== Segment start ==

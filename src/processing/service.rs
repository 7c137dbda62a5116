//! Pipeline service coordinating segmentation, chunking, the map stage, and the reduce stage.

use std::path::Path;
use std::sync::Arc;
use std::time::Duration;

use crate::{
    document::{Document, TextExtractor},
    metrics::{MetricsSnapshot, SummaryMetrics},
    processing::{
        chunking::{ChunkingOptions, create_chunks},
        dispatch::{DispatchOptions, dispatch_chunks},
        reduce::{ReducedSummary, reduce_summaries},
        segment::detect_section_boundaries,
        types::{SummarizeError, SummaryMode, SummaryReport},
    },
    summarization::SummarizationClient,
};

/// Tunables for one pipeline instance.
#[derive(Debug, Clone, Copy, PartialEq, Eq)]
pub struct PipelineOptions {
    /// Target chunk size in characters.
    pub chunk_size: usize,
    /// Maximum number of concurrent chunk summaries.
    pub max_workers: usize,
    /// Exclusive upper bound on boundary counts accepted by the boundary path.
    pub max_sections: usize,
    /// Prompt framing for both stages.
    pub mode: SummaryMode,
    /// Optional timeout wrapped around every client call.
    pub call_timeout: Option<Duration>,
}

impl Default for PipelineOptions {
    fn default() -> Self {
        Self {
            chunk_size: 2000,
            max_workers: 4,
            max_sections: 30,
            mode: SummaryMode::Financial,
            call_timeout: None,
        }
    }
}

/// Map-reduce summarizer for whole documents.
///
/// The pipeline holds the injected client and its options; it keeps no per-document state, so
/// one instance can serve any number of requests, concurrently or not. Only the map stage runs
/// in parallel; segmentation, chunking, and the reduce call are sequential.
pub struct SummarizationPipeline {
    client: Arc<dyn SummarizationClient>,
    options: PipelineOptions,
    metrics: Arc<SummaryMetrics>,
}

impl SummarizationPipeline {
    /// Build a pipeline around an injected summarization client.
    pub fn new(client: Arc<dyn SummarizationClient>, options: PipelineOptions) -> Self {
        Self {
            client,
            options,
            metrics: Arc::new(SummaryMetrics::new()),
        }
    }

    /// Options this pipeline was built with.
    pub fn options(&self) -> &PipelineOptions {
        &self.options
    }

    /// Extract a document through `extractor` and summarize it.
    ///
    /// Extraction failures are fatal and returned before any summarization call is made.
    pub async fn summarize_path(
        &self,
        extractor: &dyn TextExtractor,
        path: &Path,
    ) -> Result<SummaryReport, SummarizeError> {
        tracing::info!(path = %path.display(), "Extracting document");
        let document = extractor.extract(path)?;
        self.summarize_document(&document).await
    }

    /// Summarize an already-extracted document.
    ///
    /// The returned report always lists one section summary per chunk, in source order,
    /// including placeholders for chunks whose summarization failed.
    pub async fn summarize_document(
        &self,
        document: &Document,
    ) -> Result<SummaryReport, SummarizeError> {
        let options = &self.options;
        let text = document.text();
        tracing::info!(
            chars = text.chars().count(),
            chunk_size = options.chunk_size,
            mode = ?options.mode,
            "Summarizing document"
        );

        let boundaries = detect_section_boundaries(text);
        let chunks = create_chunks(
            text,
            &boundaries,
            &ChunkingOptions {
                target_size: options.chunk_size,
                max_sections: options.max_sections,
            },
        )?;
        let chunk_count = chunks.len();

        let metadata = Arc::new(document.metadata().clone());
        let results = dispatch_chunks(
            Arc::clone(&self.client),
            chunks,
            Arc::clone(&metadata),
            DispatchOptions {
                max_workers: options.max_workers,
                mode: options.mode,
                call_timeout: options.call_timeout,
            },
        )
        .await;
        debug_assert_eq!(results.len(), chunk_count);

        let reduced = reduce_summaries(
            self.client.as_ref(),
            results,
            &metadata,
            options.mode,
            options.call_timeout,
        )
        .await;
        let ReducedSummary {
            section_summaries,
            failed_sections,
            final_summary,
        } = match reduced {
            Ok(reduced) => reduced,
            Err(error) => {
                self.metrics.record_reduce_failure();
                return Err(error);
            }
        };

        self.metrics
            .record_document(chunk_count as u64, failed_sections.len() as u64);
        tracing::info!(
            chunks = chunk_count,
            failed = failed_sections.len(),
            "Document summarized"
        );

        Ok(SummaryReport {
            metadata: Arc::unwrap_or_clone(metadata),
            chunk_count,
            section_summaries,
            failed_sections,
            final_summary,
        })
    }

    /// Return the current summarization metrics snapshot.
    pub fn metrics_snapshot(&self) -> MetricsSnapshot {
        self.metrics.snapshot()
    }
}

== Segment end ==

Your reply needs to reproduce all of the listing exactly.

filename src/processing/service.rs
repository 7c137dbda62a5116
//! Pipeline service coordinating segmentation, chunking, the map stage, and the reduce stage.

use std::path::Path;
use std::sync::Arc;
use std::time::Duration;

use crate::{
    document::{Document, TextExtractor},
    metrics::{MetricsSnapshot, SummaryMetrics},
    processing::{
        chunking::{ChunkingOptions, create_chunks},
        dispatch::{DispatchOptions, dispatch_chunks},
        reduce::{ReducedSummary, reduce_summaries},
        segment::detect_section_boundaries,
        types::{SummarizeError, SummaryMode, SummaryReport},
    },
    summarization::SummarizationClient,
};

/// Tunables for one pipeline instance.
#[derive(Debug, Clone, Copy, PartialEq, Eq)]
pub struct PipelineOptions {
    /// Target chunk size in characters.
    pub chunk_size: usize,
    /// Maximum number of concurrent chunk summaries.
    pub max_workers: usize,
    /// Exclusive upper bound on boundary counts accepted by the boundary path.
    pub max_sections: usize,
    /// Prompt framing for both stages.
    pub mode: SummaryMode,
    /// Optional timeout wrapped around every client call.
    pub call_timeout: Option<Duration>,
}

impl Default for PipelineOptions {
    fn default() -> Self {
        Self {
            chunk_size: 2000,
            max_workers: 4,
            max_sections: 30,
            mode: SummaryMode::Financial,
            call_timeout: None,
        }
    }
}

/// Map-reduce summarizer for whole documents.
///
/// The pipeline holds the injected client and its options; it keeps no per-document state, so
/// one instance can serve any number of requests, concurrently or not. Only the map stage runs
/// in parallel; segmentation, chunking, and the reduce call are sequential.
pub struct SummarizationPipeline {
    client: Arc<dyn SummarizationClient>,
    options: PipelineOptions,
    metrics: Arc<SummaryMetrics>,
}

impl SummarizationPipeline {
    /// Build a pipeline around an injected summarization client.
    pub fn new(client: Arc<dyn SummarizationClient>, options: PipelineOptions) -> Self {
        Self {
            client,
            options,
            metrics: Arc::new(SummaryMetrics::new()),
        }
    }

    /// Options this pipeline was built with.
    pub fn options(&self) -> &PipelineOptions {
        &self.options
    }

    /// Extract a document through `extractor` and summarize it.
    ///
    /// Extraction failures are fatal and returned before any summarization call is made.
    pub async fn summarize_path(
        &self,
        extractor: &dyn TextExtractor,
        path: &Path,
    ) -> Result<SummaryReport, SummarizeError> {
        tracing::info!(path = %path.display(), "Extracting document");
        let document = extractor.extract(path)?;
        self.summarize_document(&document).await
    }

    /// Summarize an already-extracted document.
    ///
    /// The returned report always lists one section summary per chunk, in source order,
    /// including placeholders for chunks whose summarization failed.
    pub async fn summarize_document(
        &self,
        document: &Document,
    ) -> Result<SummaryReport, SummarizeError> {
        let options = &self.options;
        let text = document.text();
        tracing::info!(
            chars = text.chars().count(),
            chunk_size = options.chunk_size,
            mode = ?options.mode,
            "Summarizing document"
        );

        let boundaries = detect_section_boundaries(text);
        let chunks = create_chunks(
            text,
            &boundaries,
            &ChunkingOptions {
                target_size: options.chunk_size,
                max_sections: options.max_sections,
            },
        )?;
        let chunk_count = chunks.len();

        let metadata = Arc::new(document.metadata().clone());
        let results = dispatch_chunks(
            Arc::clone(&self.client),
            chunks,
            Arc::clone(&metadata),
            DispatchOptions {
                max_workers: options.max_workers,
                mode: options.mode,
                call_timeout: options.call_timeout,
            },
        )
        .await;
        debug_assert_eq!(results.len(), chunk_count);

        let reduced = reduce_summaries(
            self.client.as_ref(),
            results,
            &metadata,
            options.mode,
            options.call_timeout,
        )
        .await;
        let ReducedSummary {
            section_summaries,
            failed_sections,
            final_summary,
        } = match reduced {
            Ok(reduced) => reduced,
            Err(error) => {
                self.metrics.record_reduce_failure();
                return Err(error);
            }
        };

        self.metrics
            .record_document(chunk_count as u64, failed_sections.len() as u64);
        tracing::info!(
            chunks = chunk_count,
            failed = failed_sections.len(),
            "Document summarized"
        );

        Ok(SummaryReport {
            metadata: Arc::unwrap_or_clone(metadata),
            chunk_count,
            section_summaries,
            failed_sections,
            final_summary,
        })
    }

    /// Return the current summarization metrics snapshot.
    pub fn metrics_snapshot(&self) -> MetricsSnapshot {
        self.metrics.snapshot()
    }
}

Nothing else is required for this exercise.